Supplied information section start

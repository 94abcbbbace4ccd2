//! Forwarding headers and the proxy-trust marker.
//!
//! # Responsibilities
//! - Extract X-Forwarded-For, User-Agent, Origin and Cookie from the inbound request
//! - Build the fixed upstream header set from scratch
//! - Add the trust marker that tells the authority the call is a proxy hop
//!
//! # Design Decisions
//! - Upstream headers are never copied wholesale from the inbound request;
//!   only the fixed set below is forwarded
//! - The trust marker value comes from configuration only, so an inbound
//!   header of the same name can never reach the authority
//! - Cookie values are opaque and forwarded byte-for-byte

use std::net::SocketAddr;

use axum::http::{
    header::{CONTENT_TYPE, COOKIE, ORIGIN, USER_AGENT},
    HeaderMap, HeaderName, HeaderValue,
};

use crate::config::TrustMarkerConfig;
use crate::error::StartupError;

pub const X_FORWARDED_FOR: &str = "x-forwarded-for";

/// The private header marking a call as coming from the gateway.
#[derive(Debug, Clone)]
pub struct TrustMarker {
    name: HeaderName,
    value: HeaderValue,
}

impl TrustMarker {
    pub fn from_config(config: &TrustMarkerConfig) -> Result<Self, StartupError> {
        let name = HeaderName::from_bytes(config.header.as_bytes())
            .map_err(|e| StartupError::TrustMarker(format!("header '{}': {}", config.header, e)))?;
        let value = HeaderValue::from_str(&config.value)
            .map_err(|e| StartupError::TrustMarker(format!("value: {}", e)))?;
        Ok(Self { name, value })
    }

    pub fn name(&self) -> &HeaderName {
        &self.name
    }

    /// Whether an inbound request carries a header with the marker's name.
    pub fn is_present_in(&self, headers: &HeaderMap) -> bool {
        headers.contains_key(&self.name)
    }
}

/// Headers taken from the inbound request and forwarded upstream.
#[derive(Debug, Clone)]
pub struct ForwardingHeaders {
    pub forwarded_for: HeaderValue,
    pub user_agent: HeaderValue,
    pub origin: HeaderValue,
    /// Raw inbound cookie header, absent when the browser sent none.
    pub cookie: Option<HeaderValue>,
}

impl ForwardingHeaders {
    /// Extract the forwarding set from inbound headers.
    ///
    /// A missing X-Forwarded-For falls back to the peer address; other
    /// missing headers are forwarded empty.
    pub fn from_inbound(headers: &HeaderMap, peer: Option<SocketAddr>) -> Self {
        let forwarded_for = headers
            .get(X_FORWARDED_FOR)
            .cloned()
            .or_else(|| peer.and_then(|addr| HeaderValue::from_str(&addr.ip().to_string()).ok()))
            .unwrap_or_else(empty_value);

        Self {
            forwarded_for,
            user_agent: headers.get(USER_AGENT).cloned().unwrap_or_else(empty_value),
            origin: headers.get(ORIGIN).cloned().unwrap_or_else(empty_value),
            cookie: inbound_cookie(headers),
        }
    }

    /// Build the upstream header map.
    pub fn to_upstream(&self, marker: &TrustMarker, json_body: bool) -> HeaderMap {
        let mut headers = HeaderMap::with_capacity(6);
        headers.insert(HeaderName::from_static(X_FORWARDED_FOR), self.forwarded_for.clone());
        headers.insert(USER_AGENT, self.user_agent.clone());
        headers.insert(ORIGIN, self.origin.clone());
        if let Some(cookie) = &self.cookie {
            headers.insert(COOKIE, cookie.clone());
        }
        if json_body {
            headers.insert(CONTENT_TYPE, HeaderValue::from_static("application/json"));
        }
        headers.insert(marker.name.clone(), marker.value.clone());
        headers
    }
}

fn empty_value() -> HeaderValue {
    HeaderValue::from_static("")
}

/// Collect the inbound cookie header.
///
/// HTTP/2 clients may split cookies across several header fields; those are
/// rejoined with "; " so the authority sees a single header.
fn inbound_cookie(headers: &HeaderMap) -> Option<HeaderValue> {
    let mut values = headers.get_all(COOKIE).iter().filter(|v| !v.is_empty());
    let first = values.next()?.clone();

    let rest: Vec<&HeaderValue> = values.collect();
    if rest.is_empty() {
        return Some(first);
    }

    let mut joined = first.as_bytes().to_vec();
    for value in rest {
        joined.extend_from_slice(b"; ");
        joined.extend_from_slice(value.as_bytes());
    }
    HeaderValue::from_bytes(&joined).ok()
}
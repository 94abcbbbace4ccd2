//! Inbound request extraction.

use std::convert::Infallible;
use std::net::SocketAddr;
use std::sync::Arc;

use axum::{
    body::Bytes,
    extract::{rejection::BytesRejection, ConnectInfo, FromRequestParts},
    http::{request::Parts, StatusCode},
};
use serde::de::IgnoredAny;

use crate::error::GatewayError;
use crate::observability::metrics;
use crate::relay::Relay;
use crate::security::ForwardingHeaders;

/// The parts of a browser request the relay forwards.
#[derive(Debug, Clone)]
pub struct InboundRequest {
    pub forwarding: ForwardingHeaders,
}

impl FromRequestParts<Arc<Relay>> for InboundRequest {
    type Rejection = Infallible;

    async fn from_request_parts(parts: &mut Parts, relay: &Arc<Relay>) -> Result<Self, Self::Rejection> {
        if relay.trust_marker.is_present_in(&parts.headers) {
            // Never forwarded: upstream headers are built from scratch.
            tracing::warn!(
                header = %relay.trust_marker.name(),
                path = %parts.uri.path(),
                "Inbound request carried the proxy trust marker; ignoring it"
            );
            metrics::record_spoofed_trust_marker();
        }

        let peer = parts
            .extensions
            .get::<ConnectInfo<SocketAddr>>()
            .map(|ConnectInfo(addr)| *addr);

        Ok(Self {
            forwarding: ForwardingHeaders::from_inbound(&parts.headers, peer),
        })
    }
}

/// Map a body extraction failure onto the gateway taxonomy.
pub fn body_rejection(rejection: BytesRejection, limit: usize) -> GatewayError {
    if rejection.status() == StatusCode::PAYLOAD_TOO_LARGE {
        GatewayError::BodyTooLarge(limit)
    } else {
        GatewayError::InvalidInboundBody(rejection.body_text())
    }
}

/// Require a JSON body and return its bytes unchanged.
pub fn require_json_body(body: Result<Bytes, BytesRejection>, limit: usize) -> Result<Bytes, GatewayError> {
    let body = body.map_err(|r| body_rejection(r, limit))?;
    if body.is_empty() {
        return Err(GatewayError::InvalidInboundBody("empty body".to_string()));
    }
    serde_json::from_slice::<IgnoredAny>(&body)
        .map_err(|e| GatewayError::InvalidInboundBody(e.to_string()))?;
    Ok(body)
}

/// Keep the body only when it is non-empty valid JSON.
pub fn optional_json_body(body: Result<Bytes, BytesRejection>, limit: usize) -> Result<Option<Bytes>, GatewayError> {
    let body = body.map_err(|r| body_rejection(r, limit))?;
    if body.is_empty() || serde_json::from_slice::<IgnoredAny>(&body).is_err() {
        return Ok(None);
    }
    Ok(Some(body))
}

Supplied information section end

§ Task objective
Reproduce all entries. Keep them exact.

§ Answer below
repository 94abcbbbace4ccd2
//! Forwarding headers and the proxy-trust marker.
//!
//! # Responsibilities
//! - Extract X-Forwarded-For, User-Agent, Origin and Cookie from the inbound request
//! - Build the fixed upstream header set from scratch
//! - Add the trust marker that tells the authority the call is a proxy hop
//!
//! # Design Decisions
//! - Upstream headers are never copied wholesale from the inbound request;
//!   only the fixed set below is forwarded
//! - The trust marker value comes from configuration only, so an inbound
//!   header of the same name can never reach the authority
//! - Cookie values are opaque and forwarded byte-for-byte

use std::net::SocketAddr;

use axum::http::{
    header::{CONTENT_TYPE, COOKIE, ORIGIN, USER_AGENT},
    HeaderMap, HeaderName, HeaderValue,
};

use crate::config::TrustMarkerConfig;
use crate::error::StartupError;

pub const X_FORWARDED_FOR: &str = "x-forwarded-for";

/// The private header marking a call as coming from the gateway.
#[derive(Debug, Clone)]
pub struct TrustMarker {
    name: HeaderName,
    value: HeaderValue,
}

impl TrustMarker {
    pub fn from_config(config: &TrustMarkerConfig) -> Result<Self, StartupError> {
        let name = HeaderName::from_bytes(config.header.as_bytes())
            .map_err(|e| StartupError::TrustMarker(format!("header '{}': {}", config.header, e)))?;
        let value = HeaderValue::from_str(&config.value)
            .map_err(|e| StartupError::TrustMarker(format!("value: {}", e)))?;
        Ok(Self { name, value })
    }

    pub fn name(&self) -> &HeaderName {
        &self.name
    }

    /// Whether an inbound request carries a header with the marker's name.
    pub fn is_present_in(&self, headers: &HeaderMap) -> bool {
        headers.contains_key(&self.name)
    }
}

/// Headers taken from the inbound request and forwarded upstream.
#[derive(Debug, Clone)]
pub struct ForwardingHeaders {
    pub forwarded_for: HeaderValue,
    pub user_agent: HeaderValue,
    pub origin: HeaderValue,
    /// Raw inbound cookie header, absent when the browser sent none.
    pub cookie: Option<HeaderValue>,
}

impl ForwardingHeaders {
    /// Extract the forwarding set from inbound headers.
    ///
    /// A missing X-Forwarded-For falls back to the peer address; other
    /// missing headers are forwarded empty.
    pub fn from_inbound(headers: &HeaderMap, peer: Option<SocketAddr>) -> Self {
        let forwarded_for = headers
            .get(X_FORWARDED_FOR)
            .cloned()
            .or_else(|| peer.and_then(|addr| HeaderValue::from_str(&addr.ip().to_string()).ok()))
            .unwrap_or_else(empty_value);

        Self {
            forwarded_for,
            user_agent: headers.get(USER_AGENT).cloned().unwrap_or_else(empty_value),
            origin: headers.get(ORIGIN).cloned().unwrap_or_else(empty_value),
            cookie: inbound_cookie(headers),
        }
    }

    /// Build the upstream header map.
    pub fn to_upstream(&self, marker: &TrustMarker, json_body: bool) -> HeaderMap {
        let mut headers = HeaderMap::with_capacity(6);
        headers.insert(HeaderName::from_static(X_FORWARDED_FOR), self.forwarded_for.clone());
        headers.insert(USER_AGENT, self.user_agent.clone());
        headers.insert(ORIGIN, self.origin.clone());
        if let Some(cookie) = &self.cookie {
            headers.insert(COOKIE, cookie.clone());
        }
        if json_body {
            headers.insert(CONTENT_TYPE, HeaderValue::from_static("application/json"));
        }
        headers.insert(marker.name.clone(), marker.value.clone());
        headers
    }
}

fn empty_value() -> HeaderValue {
    HeaderValue::from_static("")
}

/// Collect the inbound cookie header.
///
/// HTTP/2 clients may split cookies across several header fields; those are
/// rejoined with "; " so the authority sees a single header.
fn inbound_cookie(headers: &HeaderMap) -> Option<HeaderValue> {
    let mut values = headers.get_all(COOKIE).iter().filter(|v| !v.is_empty());
    let first = values.next()?.clone();

    let rest: Vec<&HeaderValue> = values.collect();
    if rest.is_empty() {
        return Some(first);
    }

    let mut joined = first.as_bytes().to_vec();
    for value in rest {
        joined.extend_from_slice(b"; ");
        joined.extend_from_slice(value.as_bytes());
    }
    HeaderValue::from_bytes(&joined).ok()
}
repository 94abcbbbace4ccd2
//! Inbound request extraction.

use std::convert::Infallible;
use std::net::SocketAddr;
use std::sync::Arc;

use axum::{
    body::Bytes,
    extract::{rejection::BytesRejection, ConnectInfo, FromRequestParts},
    http::{request::Parts, StatusCode},
};
use serde::de::IgnoredAny;

use crate::error::GatewayError;
use crate::observability::metrics;
use crate::relay::Relay;
use crate::security::ForwardingHeaders;

/// The parts of a browser request the relay forwards.
#[derive(Debug, Clone)]
pub struct InboundRequest {
    pub forwarding: ForwardingHeaders,
}

impl FromRequestParts<Arc<Relay>> for InboundRequest {
    type Rejection = Infallible;

    async fn from_request_parts(parts: &mut Parts, relay: &Arc<Relay>) -> Result<Self, Self::Rejection> {
        if relay.trust_marker.is_present_in(&parts.headers) {
            // Never forwarded: upstream headers are built from scratch.
            tracing::warn!(
                header = %relay.trust_marker.name(),
                path = %parts.uri.path(),
                "Inbound request carried the proxy trust marker; ignoring it"
            );
            metrics::record_spoofed_trust_marker();
        }

        let peer = parts
            .extensions
            .get::<ConnectInfo<SocketAddr>>()
            .map(|ConnectInfo(addr)| *addr);

        Ok(Self {
            forwarding: ForwardingHeaders::from_inbound(&parts.headers, peer),
        })
    }
}

/// Map a body extraction failure onto the gateway taxonomy.
pub fn body_rejection(rejection: BytesRejection, limit: usize) -> GatewayError {
    if rejection.status() == StatusCode::PAYLOAD_TOO_LARGE {
        GatewayError::BodyTooLarge(limit)
    } else {
        GatewayError::InvalidInboundBody(rejection.body_text())
    }
}

/// Require a JSON body and return its bytes unchanged.
pub fn require_json_body(body: Result<Bytes, BytesRejection>, limit: usize) -> Result<Bytes, GatewayError> {
    let body = body.map_err(|r| body_rejection(r, limit))?;
    if body.is_empty() {
        return Err(GatewayError::InvalidInboundBody("empty body".to_string()));
    }
    serde_json::from_slice::<IgnoredAny>(&body)
        .map_err(|e| GatewayError::InvalidInboundBody(e.to_string()))?;
    Ok(body)
}

/// Keep the body only when it is non-empty valid JSON.
pub fn optional_json_body(body: Result<Bytes, BytesRejection>, limit: usize) -> Result<Option<Bytes>, GatewayError> {
    let body = body.map_err(|r| body_rejection(r, limit))?;
    if body.is_empty() || serde_json::from_slice::<IgnoredAny>(&body).is_err() {
        return Ok(None);
    }
    Ok(Some(body))
}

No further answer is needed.